HOW TO USE TANGPONG(タンポンの正しい使い方)
「バージン」(白夜書房、'85)収録。
女子高の保険の授業でタンポンの使い方を講議する山田先生。それを聴く生徒達の反応と、"元・女子高生"だった山田先生自身の思い出話。
ひさうちみちおが漫金超という雑誌に描いたマンガで、タンポンの使用説明書の言葉の部分をいじって遊ぶというものがあった。タンポンの使用説明書をひさうちみちおが精緻にトレースするだけで何か可笑しい事になる。性的な話を真面目な口調で語ると、真面目であればある程妙な滑稽さを帯びるようになる。
スネークマンショーでもそんな感じのネタありましたね。クールに語られるシモネタが流行ってたのか。当時。
山田先生の真面目な講議はひさうちみちおの作品やスネークマンショーと同じような滑稽さがある。

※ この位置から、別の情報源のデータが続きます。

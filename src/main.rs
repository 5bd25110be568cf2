use clap::{Parser, Subcommand};
use indicatif::{ProgressBar, ProgressStyle};
use rayon::prelude::*;
use stagegraph::config::{DEFAULT_LINK_BACK, DEFAULT_TITLE};
use stagegraph::report::{self, Tally};
use stagegraph::serve::PreviewSource;
use stagegraph::{build_report_graph, ReportConfig, ReportKind, StatusClass, StatusRule, ValidationSummary};
use std::path::{Path, PathBuf};
use tracing::{debug, info};
use tracing_subscriber::EnvFilter;
use walkdir::WalkDir;

#[derive(Parser, Debug)]
#[command(name = "stagegraph")]
#[command(author, version, about = "Render pipeline validation summaries as a stage graph report")]
struct Args {
    #[command(subcommand)]
    command: Option<Command>,

    /// Summary JSON file, or a directory to search for summaries
    path: Option<PathBuf>,

    /// Output report file (.html, .json); single summary only
    #[arg(short, long)]
    output: Option<PathBuf>,

    /// File name of summaries when PATH is a directory
    #[arg(long, default_value = "summary.json")]
    summary_name: String,

    /// Report layout and link naming: validation or legacy
    #[arg(long, default_value = "validation")]
    kind: ReportKind,

    /// Class every element as pass, as the legacy top page did
    #[arg(long)]
    legacy_status_rule: bool,

    /// Page title
    #[arg(long, default_value = DEFAULT_TITLE)]
    title: String,

    /// Trace name shown in the notes (default: the summary's directory name)
    #[arg(long)]
    trace_name: Option<String>,

    /// HTML file placed above the diagram
    #[arg(long)]
    note_top: Option<PathBuf>,

    /// HTML file placed below the diagram
    #[arg(long)]
    note_bottom: Option<PathBuf>,

    /// Text of the link back to the parent report
    #[arg(long, default_value = DEFAULT_LINK_BACK)]
    link_back: String,

    /// Open the report in a browser when done
    #[arg(long)]
    open: bool,

    /// Exit 2 if anything failed, 1 if anything was not measured, 3 if a
    /// summary could not be rendered
    #[arg(long)]
    exit_status: bool,

    /// Number of parallel workers (default: number of CPUs)
    #[arg(short, long)]
    jobs: Option<usize>,

    /// Show debug logging
    #[arg(short, long)]
    verbose: bool,

    /// Only show errors
    #[arg(short, long)]
    quiet: bool,
}

#[derive(Subcommand, Debug)]
enum Command {
    /// Preview a report directory in the browser
    Serve {
        /// Report directory holding the summary and detail pages
        dir: PathBuf,

        /// Port to listen on
        #[arg(short, long, default_value = "3001")]
        port: u16,
    },
}

/// One summary to render and where to write it
#[derive(Debug)]
struct Job {
    summary: PathBuf,
    output: PathBuf,
}

struct Rendered {
    job: Job,
    outcome: stagegraph::Result<Tally>,
}

fn main() {
    let args = Args::parse();
    init_logging(args.verbose, args.quiet);

    let base_config = match build_config(&args) {
        Ok(config) => config,
        Err(e) => {
            eprintln!("Failed to read note file: {}", e);
            std::process::exit(1);
        }
    };

    // Handle subcommands first
    if let Some(Command::Serve { ref dir, port }) = args.command {
        let dir = dir.clone();
        let config = with_trace_name(base_config, args.trace_name.as_deref(), &dir.join(&args.summary_name));
        let source = PreviewSource {
            dir,
            summary_name: args.summary_name.clone(),
            config,
        };
        if let Err(e) = stagegraph::serve::start(port, source) {
            eprintln!("Server error: {}", e);
            std::process::exit(1);
        }
        return;
    }

    let path = if let Some(p) = args.path.clone() {
        p
    } else {
        eprintln!("Usage: stagegraph <PATH>");
        eprintln!("Run 'stagegraph --help' for more options.");
        std::process::exit(1);
    };

    // Set up thread pool
    if let Some(jobs) = args.jobs {
        rayon::ThreadPoolBuilder::new()
            .num_threads(jobs)
            .build_global()
            .ok();
    }

    let jobs = match collect_jobs(&path, &args.summary_name, args.output.as_deref()) {
        Ok(jobs) => jobs,
        Err(e) => {
            eprintln!("{}", e);
            std::process::exit(1);
        }
    };
    if jobs.is_empty() {
        eprintln!("No summaries named '{}' found under {}", args.summary_name, path.display());
        std::process::exit(1);
    }

    if !args.quiet {
        eprintln!("\x1b[1mstagegraph - Pipeline Validation Graph\x1b[0m");
        eprintln!("{}", "─".repeat(70));
        eprintln!("Found {} summary file(s)\n", jobs.len());
    }

    // Set up progress bar
    let pb = if !args.quiet && jobs.len() > 1 {
        let pb = ProgressBar::new(jobs.len() as u64);
        pb.set_style(
            ProgressStyle::default_bar()
                .template("{spinner:.green} [{bar:40.cyan/blue}] {pos}/{len} {msg}")
                .unwrap()
                .progress_chars("=>-"),
        );
        Some(pb)
    } else {
        None
    };

    // Render reports in parallel
    let rendered: Vec<Rendered> = jobs
        .into_par_iter()
        .map(|job| {
            let config = with_trace_name(base_config.clone(), args.trace_name.as_deref(), &job.summary);
            let outcome = render(&job, &config);
            if let Some(ref pb) = pb {
                pb.inc(1);
                pb.set_message(format!("{}", job.summary.display()));
            }
            Rendered { job, outcome }
        })
        .collect();

    if let Some(pb) = pb {
        pb.finish_and_clear();
    }

    // Print results
    let mut overall = Tally::default();
    let mut error_count = 0;
    for r in &rendered {
        match r.outcome {
            Ok(tally) => {
                overall.pass += tally.pass;
                overall.failed += tally.failed;
                overall.not_measured += tally.not_measured;
                if !args.quiet {
                    let (color, label) = match tally.worst() {
                        Some(StatusClass::Failed) => ("\x1b[31m", "FAILED"),       // Red
                        Some(StatusClass::NotMeasured) => ("\x1b[33m", "PARTIAL"), // Yellow
                        Some(StatusClass::Pass) => ("\x1b[32m", "PASS"),           // Green
                        None => ("\x1b[90m", "EMPTY"),                            // Gray
                    };
                    println!(
                        "{}{:<10}\x1b[0m {:>4} pass {:>4} failed {:>4} not measured  {}",
                        color,
                        format!("[{}]", label),
                        tally.pass,
                        tally.failed,
                        tally.not_measured,
                        r.job.output.display()
                    );
                }
            }
            Err(ref e) => {
                error_count += 1;
                eprintln!("\x1b[90m[ERROR]\x1b[0m    {}: {}", r.job.summary.display(), e);
            }
        }
    }

    // Summary
    if !args.quiet {
        eprintln!("\n{}", "─".repeat(70));
        eprintln!("\x1b[1mSummary:\x1b[0m");
        eprintln!("  \x1b[32m✓ Pass:\x1b[0m         {}", overall.pass);
        eprintln!("  \x1b[31m✗ Failed:\x1b[0m       {}", overall.failed);
        eprintln!("  \x1b[33m? Not measured:\x1b[0m {}", overall.not_measured);
        if error_count > 0 {
            eprintln!("  \x1b[90mErrors:\x1b[0m         {}", error_count);
        }
    }

    // Open report
    if args.open {
        if let Some(first) = rendered.iter().find(|r| r.outcome.is_ok()) {
            if let Err(e) = open::that(&first.job.output) {
                eprintln!("Failed to open report: {}", e);
            }
        }
    }

    let code = exit_code(args.exit_status, error_count, overall.worst());
    if code != 0 {
        std::process::exit(code);
    }
}

/// Without `--exit-status` only render errors fail the run (1). With it,
/// render errors exit 3, failed 2, not measured 1.
fn exit_code(exit_status: bool, error_count: usize, worst: Option<StatusClass>) -> i32 {
    if !exit_status {
        return if error_count > 0 { 1 } else { 0 };
    }
    if error_count > 0 {
        return 3;
    }
    match worst {
        Some(StatusClass::Failed) => 2,
        Some(StatusClass::NotMeasured) => 1,
        _ => 0,
    }
}

fn init_logging(verbose: bool, quiet: bool) {
    let default_level = if verbose {
        "debug"
    } else if quiet {
        "error"
    } else {
        "warn"
    };
    let filter = EnvFilter::try_from_default_env().unwrap_or_else(|_| EnvFilter::new(default_level));
    tracing_subscriber::fmt()
        .with_env_filter(filter)
        .with_writer(std::io::stderr)
        .with_target(false)
        .init();
}

fn build_config(args: &Args) -> std::io::Result<ReportConfig> {
    let rule = if args.legacy_status_rule {
        StatusRule::LegacyAlwaysPass
    } else {
        StatusRule::Prioritized
    };
    ReportConfig::new(args.kind)
        .with_status_rule(rule)
        .with_title(args.title.clone())
        .with_link_back(args.link_back.clone())
        .with_note_files(args.note_top.as_deref(), args.note_bottom.as_deref())
}

/// Explicit trace name, else the name of the directory holding the summary
fn with_trace_name(config: ReportConfig, explicit: Option<&str>, summary: &Path) -> ReportConfig {
    let name = explicit.map(str::to_string).or_else(|| {
        summary
            .parent()
            .and_then(|dir| dir.file_name())
            .map(|name| name.to_string_lossy().into_owned())
    });
    match name {
        Some(name) => config.with_trace_name(name),
        None => config,
    }
}

/// Summaries to render. A directory is walked for files named
/// `summary_name`, each rendered to `index.html` beside it; `--output` only
/// applies to a single summary file.
fn collect_jobs(path: &Path, summary_name: &str, output: Option<&Path>) -> Result<Vec<Job>, String> {
    if path.is_dir() {
        if output.is_some() {
            return Err(format!(
                "--output needs a single summary file, but {} is a directory",
                path.display()
            ));
        }
        let mut jobs: Vec<Job> = WalkDir::new(path)
            .into_iter()
            .filter_map(|e| e.ok())
            .filter(|e| e.file_type().is_file() && e.file_name().to_str() == Some(summary_name))
            .map(|e| {
                let summary = e.path().to_path_buf();
                let output = summary.with_file_name("index.html");
                Job { summary, output }
            })
            .collect();
        jobs.sort_by(|a, b| a.summary.cmp(&b.summary));
        Ok(jobs)
    } else {
        let output = output
            .map(Path::to_path_buf)
            .unwrap_or_else(|| path.with_file_name("index.html"));
        Ok(vec![Job { summary: path.to_path_buf(), output }])
    }
}

fn render(job: &Job, config: &ReportConfig) -> stagegraph::Result<Tally> {
    debug!(summary = %job.summary.display(), "loading summary");
    let summary = ValidationSummary::load(&job.summary)?;
    let graph = build_report_graph(&summary, config)?;
    report::generate(&job.output, &graph, config)?;
    info!(output = %job.output.display(), "report written");
    Ok(Tally::from_graph(&graph))
}

#[cfg(test)]
mod tests {
    use super::*;

    const SUMMARY: &str = r#"{"summary_callback_dict_component_metrics": {
        "sensing": {"FREQUENCY": {"cnt_pass": 1, "cnt_failed": 0, "cnt_not_measured": 0}}
    }}"#;

    #[test]
    fn test_collect_jobs_walks_directory() {
        let dir = tempfile::tempdir().unwrap();
        let nested = dir.path().join("run_a/nightly");
        std::fs::create_dir_all(&nested).unwrap();
        std::fs::write(dir.path().join("summary.json"), SUMMARY).unwrap();
        std::fs::write(nested.join("summary.json"), SUMMARY).unwrap();
        std::fs::write(nested.join("other.json"), SUMMARY).unwrap();

        let jobs = collect_jobs(dir.path(), "summary.json", None).unwrap();
        assert_eq!(jobs.len(), 2);
        assert_eq!(jobs[0].summary, dir.path().join("run_a/nightly/summary.json"));
        assert_eq!(jobs[0].output, dir.path().join("run_a/nightly/index.html"));
        assert_eq!(jobs[1].summary, dir.path().join("summary.json"));
        assert_eq!(jobs[1].output, dir.path().join("index.html"));
    }

    #[test]
    fn test_collect_jobs_custom_summary_name() {
        let dir = tempfile::tempdir().unwrap();
        std::fs::write(dir.path().join("summary.json"), SUMMARY).unwrap();
        std::fs::write(dir.path().join("result.json"), SUMMARY).unwrap();

        let jobs = collect_jobs(dir.path(), "result.json", None).unwrap();
        assert_eq!(jobs.len(), 1);
        assert_eq!(jobs[0].summary, dir.path().join("result.json"));
    }

    #[test]
    fn test_collect_jobs_single_file() {
        let dir = tempfile::tempdir().unwrap();
        let summary = dir.path().join("summary.json");
        std::fs::write(&summary, SUMMARY).unwrap();

        let jobs = collect_jobs(&summary, "summary.json", None).unwrap();
        assert_eq!(jobs.len(), 1);
        assert_eq!(jobs[0].output, dir.path().join("index.html"));

        let explicit = dir.path().join("out/graph.json");
        let jobs = collect_jobs(&summary, "summary.json", Some(explicit.as_path())).unwrap();
        assert_eq!(jobs[0].output, explicit);
    }

    #[test]
    fn test_output_rejected_for_directory() {
        let dir = tempfile::tempdir().unwrap();
        std::fs::write(dir.path().join("summary.json"), SUMMARY).unwrap();

        let out = dir.path().join("report.html");
        let err = collect_jobs(dir.path(), "summary.json", Some(out.as_path())).unwrap_err();
        assert!(err.contains("--output"));
    }

    #[test]
    fn test_trace_name_falls_back_to_directory() {
        let summary = Path::new("/reports/drive_20230415123045/summary.json");
        let config = with_trace_name(ReportConfig::default(), None, summary);
        assert_eq!(config.trace_name.as_deref(), Some("drive_20230415123045"));

        let config = with_trace_name(ReportConfig::default(), Some("manual"), summary);
        assert_eq!(config.trace_name.as_deref(), Some("manual"));

        let config = with_trace_name(ReportConfig::default(), None, Path::new("summary.json"));
        assert!(config.trace_name.is_none());
    }

    #[test]
    fn test_exit_codes() {
        assert_eq!(exit_code(false, 0, Some(StatusClass::Failed)), 0);
        assert_eq!(exit_code(false, 1, Some(StatusClass::Pass)), 1);

        assert_eq!(exit_code(true, 0, Some(StatusClass::Failed)), 2);
        assert_eq!(exit_code(true, 0, Some(StatusClass::NotMeasured)), 1);
        assert_eq!(exit_code(true, 0, Some(StatusClass::Pass)), 0);
        assert_eq!(exit_code(true, 0, None), 0);
        assert_eq!(exit_code(true, 2, Some(StatusClass::NotMeasured)), 3);
    }

    #[test]
    fn test_render_writes_report() {
        let dir = tempfile::tempdir().unwrap();
        let summary = dir.path().join("summary.json");
        std::fs::write(&summary, SUMMARY).unwrap();
        let job = collect_jobs(&summary, "summary.json", None).unwrap().remove(0);

        let tally = render(&job, &ReportConfig::default()).unwrap();
        assert_eq!(tally.pass, 1);
        assert!(dir.path().join("index.html").is_file());
    }
}
use sqlx::{Sqlite, SqlitePool, Transaction};

use super::repo_types::{Cart, CartItem, CartStatus};

// ---- Writes (inside the caller's transaction) ----

/// Make sure `user_id` has an active cart and return `(cart_id, created)`.
///
/// The insert runs first so the transaction holds the write lock before it
/// reads; the partial unique index on active carts turns a second active cart
/// into an ignored insert.
pub async fn ensure_active_cart_tx(
    tx: &mut Transaction<'_, Sqlite>,
    user_id: i64,
) -> sqlx::Result<(i64, bool)> {
    let inserted = sqlx::query(
        r#"
        INSERT OR IGNORE INTO Cart (user_id, status)
        VALUES (?, ?)
        "#,
    )
    .bind(user_id)
    .bind(CartStatus::Active)
    .execute(&mut **tx)
    .await?
    .rows_affected();

    let cart_id = sqlx::query_scalar::<_, i64>(
        r#"
        SELECT cart_id
          FROM Cart
         WHERE user_id = ? AND status = ?
        "#,
    )
    .bind(user_id)
    .bind(CartStatus::Active)
    .fetch_one(&mut **tx)
    .await?;

    Ok((cart_id, inserted == 1))
}

pub async fn find_item_tx(
    tx: &mut Transaction<'_, Sqlite>,
    cart_id: i64,
    product_id: i64,
) -> sqlx::Result<Option<i64>> {
    sqlx::query_scalar::<_, i64>(
        r#"
        SELECT cart_item_id
          FROM CartItem
         WHERE cart_id = ? AND product_id = ?
        "#,
    )
    .bind(cart_id)
    .bind(product_id)
    .fetch_optional(&mut **tx)
    .await
}

/// Add `quantity` to an existing row and return the new total.
pub async fn increment_item_tx(
    tx: &mut Transaction<'_, Sqlite>,
    cart_item_id: i64,
    quantity: i64,
) -> sqlx::Result<i64> {
    sqlx::query_scalar::<_, i64>(
        r#"
        UPDATE CartItem
           SET quantity = quantity + ?
         WHERE cart_item_id = ?
        RETURNING quantity
        "#,
    )
    .bind(quantity)
    .bind(cart_item_id)
    .fetch_one(&mut **tx)
    .await
}

pub async fn insert_item_tx(
    tx: &mut Transaction<'_, Sqlite>,
    cart_id: i64,
    product_id: i64,
    quantity: i64,
) -> sqlx::Result<i64> {
    sqlx::query_scalar::<_, i64>(
        r#"
        INSERT INTO CartItem (cart_id, product_id, quantity)
        VALUES (?, ?, ?)
        RETURNING cart_item_id
        "#,
    )
    .bind(cart_id)
    .bind(product_id)
    .bind(quantity)
    .fetch_one(&mut **tx)
    .await
}

/// Owner of the cart holding `cart_item_id`, if the item exists.
pub async fn item_owner_tx(
    tx: &mut Transaction<'_, Sqlite>,
    cart_item_id: i64,
) -> sqlx::Result<Option<i64>> {
    sqlx::query_scalar::<_, i64>(
        r#"
        SELECT Cart.user_id
          FROM CartItem
          JOIN Cart ON CartItem.cart_id = Cart.cart_id
         WHERE CartItem.cart_item_id = ?
        "#,
    )
    .bind(cart_item_id)
    .fetch_optional(&mut **tx)
    .await
}

pub async fn delete_item_tx(
    tx: &mut Transaction<'_, Sqlite>,
    cart_item_id: i64,
) -> sqlx::Result<u64> {
    let res = sqlx::query("DELETE FROM CartItem WHERE cart_item_id = ?")
        .bind(cart_item_id)
        .execute(&mut **tx)
        .await?;
    Ok(res.rows_affected())
}

// ---- Single statements ----

/// Move every active cart of `user_id` to `signed_out`; returns rows changed.
pub async fn sign_out_active(db: &SqlitePool, user_id: i64) -> sqlx::Result<u64> {
    let res = sqlx::query(
        r#"
        UPDATE Cart
           SET status = ?
         WHERE user_id = ? AND status = ?
        "#,
    )
    .bind(CartStatus::SignedOut)
    .bind(user_id)
    .bind(CartStatus::Active)
    .execute(db)
    .await?;
    Ok(res.rows_affected())
}

// ---- Queries ----

pub async fn find_active_cart(db: &SqlitePool, user_id: i64) -> sqlx::Result<Option<Cart>> {
    sqlx::query_as::<_, Cart>(
        r#"
        SELECT cart_id, user_id, status
          FROM Cart
         WHERE user_id = ? AND status = ?
        "#,
    )
    .bind(user_id)
    .bind(CartStatus::Active)
    .fetch_optional(db)
    .await
}

pub async fn list_items(db: &SqlitePool, cart_id: i64) -> sqlx::Result<Vec<CartItem>> {
    sqlx::query_as::<_, CartItem>(
        r#"
        SELECT cart_item_id, cart_id, product_id, quantity
          FROM CartItem
         WHERE cart_id = ?
         ORDER BY cart_item_id ASC
        "#,
    )
    .bind(cart_id)
    .fetch_all(db)
    .await
}

pub async fn list_carts_by_user(db: &SqlitePool, user_id: i64) -> sqlx::Result<Vec<Cart>> {
    sqlx::query_as::<_, Cart>(
        r#"
        SELECT cart_id, user_id, status
          FROM Cart
         WHERE user_id = ?
         ORDER BY cart_id ASC
        "#,
    )
    .bind(user_id)
    .fetch_all(db)
    .await
}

でも女子高生の反応と、山田先生自身が語る思い出話がその滑稽さをさらに相対化する。
「問題は…貞操論じゃなくナプキンはズレるとゆー事なのよね」
要はそれだけの話なわけで。下ネタだと自動的に隠ぺいされるorジョークになるというのは、性の抑圧云々といった話を置くとしても、単に"不便"なのだな。性的な事柄に付いて普通に語る事にも一苦労することへの溜め息と苦笑い。